Forbes Indonesia|May 2020
ZOOM CEO ERIC YUAN’S kids finally care about what he does for a living. Sure, they were there that morning in April 2019 when Yuan, the founder of the world’s most popular videoconferencing company, rang the opening bell at Nasdaq, with Zoom’s stock-market debut making him a billionaire. But it wasn’t until a Monday in mid-March that Yuan’s eighth-grade daughter, forced by the coronavirus to go to school remotely, finally had a question about her father’s work. “My daughter had never asked what I’m doing,” Yuan says, beaming. “For the first time, she stopped by to say, ‘Dad, how do your raise your hand in Zoom?’”

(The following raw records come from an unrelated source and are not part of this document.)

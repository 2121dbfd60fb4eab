pub mod redis;

use std::sync::atomic::{AtomicI64, Ordering};
use std::time::Duration;

use dashmap::DashMap;

use crate::config::{ResultsBackend, ResultsConfig};

use self::redis::RedisStore;

// Batch-wide counters and time series shared by all workers. Only atomic
// operations are exposed; callers never read-modify-write.
//
// Key layout matches the original dashboard: integer counters are stored
// under "int_<name>", the per-minute message arrival series under
// "ts_<minute timestamp>", and free-form markers under their bare name.
pub enum ResultStore {
    Memory(MemoryStore),
    Redis(RedisStore),
}

impl ResultStore {
    pub async fn open(config: &ResultsConfig) -> crate::config::Result<Self> {
        match config.backend {
            ResultsBackend::Memory => Ok(ResultStore::Memory(MemoryStore::default())),
            ResultsBackend::Redis => RedisStore::open(&config.url, &config.namespace)
                .await
                .map(ResultStore::Redis),
        }
    }

    pub async fn increment(&self, name: &str) {
        match self {
            ResultStore::Memory(store) => store.increment(&format!("int_{name}")),
            ResultStore::Redis(store) => store.increment(&format!("int_{name}")).await,
        }
    }

    pub async fn get_int(&self, name: &str) -> i64 {
        match self {
            ResultStore::Memory(store) => store.get_int(&format!("int_{name}")),
            ResultStore::Redis(store) => store.get_int(&format!("int_{name}")).await,
        }
    }

    pub async fn set_text(&self, key: &str, value: &str, ttl: Option<Duration>) {
        match self {
            ResultStore::Memory(store) => store.set_text(key, value),
            ResultStore::Redis(store) => store.set_text(key, value, ttl).await,
        }
    }

    pub async fn get_text(&self, key: &str) -> Option<String> {
        match self {
            ResultStore::Memory(store) => store.get_text(key),
            ResultStore::Redis(store) => store.get_text(key).await,
        }
    }

    // Bump the arrival count for the minute containing `timestamp`
    pub async fn increment_ts(&self, timestamp: u64) {
        let minute = timestamp / 60 * 60;
        match self {
            ResultStore::Memory(store) => store.increment(&format!("ts_{minute}")),
            ResultStore::Redis(store) => store.increment(&format!("ts_{minute}")).await,
        }
    }

    pub async fn scan_prefix(&self, prefix: &str) -> Vec<String> {
        match self {
            ResultStore::Memory(store) => store.scan_prefix(prefix),
            ResultStore::Redis(store) => store.scan_prefix(prefix).await,
        }
    }

    // Retention trim for the arrival time series
    pub async fn delete_ts_older_than(&self, cutoff: u64) {
        for key in self.scan_prefix("ts_").await {
            let expired = key
                .strip_prefix("ts_")
                .and_then(|ts| ts.parse::<u64>().ok())
                .map_or(true, |ts| ts < cutoff);
            if expired {
                match self {
                    ResultStore::Memory(store) => store.delete(&key),
                    ResultStore::Redis(store) => store.delete(&key).await,
                }
            }
        }
    }
}

#[derive(Default)]
pub struct MemoryStore {
    counters: DashMap<String, AtomicI64>,
    texts: DashMap<String, String>,
}

impl MemoryStore {
    fn increment(&self, key: &str) {
        if let Some(counter) = self.counters.get(key) {
            counter.fetch_add(1, Ordering::Relaxed);
        } else {
            self.counters
                .entry(key.to_string())
                .or_default()
                .fetch_add(1, Ordering::Relaxed);
        }
    }

    fn get_int(&self, key: &str) -> i64 {
        self.counters
            .get(key)
            .map_or(0, |counter| counter.load(Ordering::Relaxed))
    }

    // TTLs are meaningless for a store that lives for one run only
    fn set_text(&self, key: &str, value: &str) {
        self.texts.insert(key.to_string(), value.to_string());
    }

    fn get_text(&self, key: &str) -> Option<String> {
        self.texts.get(key).map(|value| value.clone())
    }

    fn scan_prefix(&self, prefix: &str) -> Vec<String> {
        self.counters
            .iter()
            .map(|entry| entry.key().clone())
            .chain(self.texts.iter().map(|entry| entry.key().clone()))
            .filter(|key| key.starts_with(prefix))
            .collect()
    }

    fn delete(&self, key: &str) {
        self.counters.remove(key);
        self.texts.remove(key);
    }
}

Yuan’s son, a college freshman, has become an emergency Zoom user, too. “I told my son, ‘I finally realized why I was working so hard,’” Yuan says. “I realized, ‘Maybe I built these tools just for you to use in your online class now.’” This newfound respect still wasn’t enough to stop either kid from battling for the family’s WiFi with Dad, jokes Yuan, 50.
Welcome to the new work-from-home family life: conducted, increasingly, over Zoom. As the coronavirus ravages the planet, leading to quarantined cities, states sheltering in place and schools and universities closing down worldwide, Zoom has emerged as one of the leading tools to keep businesses up and running, students learning and people connected through virtual birthday parties, happy hours and yoga classes.
On the last Saturday of March, nearly 3 million people globally downloaded the Zoom app on their mobile devices for the first time—a record for the company, bringing the number of downloads since its April 2019 IPO to more than 59 million, according to mobile intelligence firm App topia. Zoom recently ranked No. 1 among all free apps on Apple’s App Store, ahead of Google, WhatsApp and even Gen Z favorite TikTok. None of that accounts for the millions who tune in via laptop or desktop computer.
All of this has pushed Zoom, based in San Jose, California, into a new financial stratosphere. Its shares are up 143% since the IPO and 44% in the last month—a time when the S&P 500 fell 11%—giving the company a market cap of $42 billion and Yuan a net worth of $5.5 billion, making him one of the richest self-made newcomers on this year’s Forbes Billionaires list. Even before the spread of COVID-19, Zoom was on a tear, with at least 81,000 paying customers, including Samsung and Walmart. It posted revenues of $623 million and net profits of $25 million through its fiscal year ending January 2020, up 88% and 234%, respectively.
Zoom isn’t just a darling of Wall Street. It’s a social-media phenomenon. On Twitter, TikTok and elsewhere, Zoom has gone viral—quite a feat for a piece of business software. “Just got an email from a prof: ‘As a reminder, you are required to wear clothes during Zoom meetings.’ Rules are made when they become necessary, not before,” one Twitter user quipped, getting more than 85,000 likes. Joked another, to 21,000 likes: “Lol you thought you were better than me cause you went to Harvard??? We’re all attending Zoom University now.” (The real Harvard is conducting all of its remaining classes on, what else, Zoom.)
Much of the Zoom boom is fueled by Yuan’s decision to provide unlimited free access—first to affected regions in China and then, in mid-March, to all schools shut down in the United States, Italy and Japan. He’s since expanded the offer to schools in at least 19 other countries; around 84,000 have signed up. Add to that millions of new individual users taking advantage of Zoom’s complimentary 40-minute video chats (available to any individual or group with fewer than 100 participants), which were already free before the pandemic. Zoom won’t say how much money all this free service is costing, but Stifel analyst Tom Roderick estimates the additional tab at $30 million to $50 million. And all those people are sucking up costly bandwidth—meaning Zoom is likely having to invest in public cloud resources as a stopgap, estimates Sterling Auty, an analyst at JPMorgan Equity Research. Zoom says its infrastructure can already support 8 billion meeting minutes per month: “In the case of an unprecedented, massive influx of demand, we have the ability to access and deploy tens of thousands of servers within hours.”